Members of the UAW join Vermont Sen. Bernie Sanders, far left, on strike picket outside General Motors’ Detroit-Hamtramck assembly plant in Detroit, Sept. 25, 2019.
Michael Whelan | CNBC Money
DETROIT — If the UAW decides to go on strike against Detroit’s Big Three automakers when current labor contracts expire next month, the economic impact could quickly run into the billions, according to an auto workers union. report released Thursday.
Nearly 150,000 UAW workers shut down General Motors, Ford and star After 10 days, more than $5 billion in economic damage would result, according to Anderson Economic Group, a Michigan-based consultancy that closely tracks such events.
motor generator set The total economic damage is estimated by calculating potential losses to UAW workers, manufacturers and the broader auto industry if the parties are unable to reach a tentative agreement before the current contract expires at 11:59 p.m. ET on Sept. 14.
“Even if there is a very brief strike, the losses to consumers and dealers will usually not be much impacted,” said Tyler Theile, vice president of AEG. The industry looks different than it did during the last UAW strike.”
Talks between the Detroit automaker and the UAW collapsed during the final round of talks in 2019, leading to a 40-day nationwide strike at GM. The automaker said the strike cost it about $3.6 billion in lost earnings for the year.
During past negotiations, the UAW chose a lead company among the Big Three and targeted initial collective bargaining efforts, including threatening a strike. But the new union leadership, already more aggressive than in recent history, has made no commitment to limit such efforts to just one automaker, leaving all three automakers more vulnerable.
“This year is different than 2019,” AEG chief executive Patrick Anderson said in a webinar with the Automotive Press Association on Thursday. “The environment is different now.”
UAW President Shawn Fain reiterated at a Facebook Live event on Tuesday that the contract expiration was a deadline, not a recommendation. He said the union had no plans to extend the current contract to allow negotiations to continue without a strike, which had been common practice in the past.
The impact on these companies will vary depending on their U.S. operations and employees.

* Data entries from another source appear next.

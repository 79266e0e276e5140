//! Snapshot store trait.

use async_trait::async_trait;

use super::model::SessionSnapshot;

/// An abstract store for the single persisted session snapshot.
///
/// The contract is deliberately total: no operation ever raises to its
/// caller, because a persistence failure must never interrupt gameplay.
/// Implementations log failures and carry on; a session that cannot be
/// saved simply continues unsaved.
#[async_trait]
pub trait SnapshotStore: Send + Sync {
    /// Persists the snapshot.
    ///
    /// A no-op (logged) when the snapshot lacks a player or a child; storage
    /// failures (quota, serialization, I/O) are swallowed after logging.
    async fn save(&self, snapshot: &SessionSnapshot);

    /// Loads the stored snapshot.
    ///
    /// Returns `None` when nothing is stored, the blob cannot be read, or
    /// its schema version tag does not match the current schema. In the
    /// mismatch case the stale blob is also cleared.
    async fn load(&self) -> Option<SessionSnapshot>;

    /// Best-effort removal of the stored snapshot.
    async fn clear(&self);
}
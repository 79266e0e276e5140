//! Cradle application layer.
//!
//! The game session controller (phase state machine) and the recovery
//! protocol it delegates to when resuming a saved session.

pub mod controller;
pub mod recovery;

pub use controller::{CUSTOM_ANSWER_COST, DisplayCallback, GameController, ResumeOutcome};
pub use recovery::TransientFailure;
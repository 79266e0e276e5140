//! Cradle interaction layer.
//!
//! Everything that faces the content-generation service: the streaming
//! response assembler, the paced reveal scheduler, and the HTTP clients
//! for content generation and the credit ledger.

pub mod assembler;
pub mod client;
pub mod credit_client;
pub mod reveal;

pub use assembler::{ContentKind, StreamAssembler};
pub use client::HttpContentService;
pub use credit_client::HttpCreditLedger;
pub use reveal::{RevealScheduler, RevealTiming};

According to AEG, the 10-day strike will cost GM $380 million. That compares with Ford’s estimate of $325 million and Stellantis’ estimate of $285 million.
AEG’s estimates do not include UAW strike wages or strike wage assessments, unemployment benefits or unemployment taxes, payroll taxes, and other potential effects such as settlement bonuses.
AEG’s report came a day after RBC Capital said the strike’s potential impact on automakers may be “overblown.” Analyst Tom Narayan said in an investor note that GM’s “sharp rebound” following the 2019 shutdown “suggests that events like this are manageable.”
However, the strike four years ago targeted only one automaker, not all three. Simultaneous strikes could have a faster knock-on effect, especially for struggling suppliers who are still trying to recover from lower output caused by supply chain problems.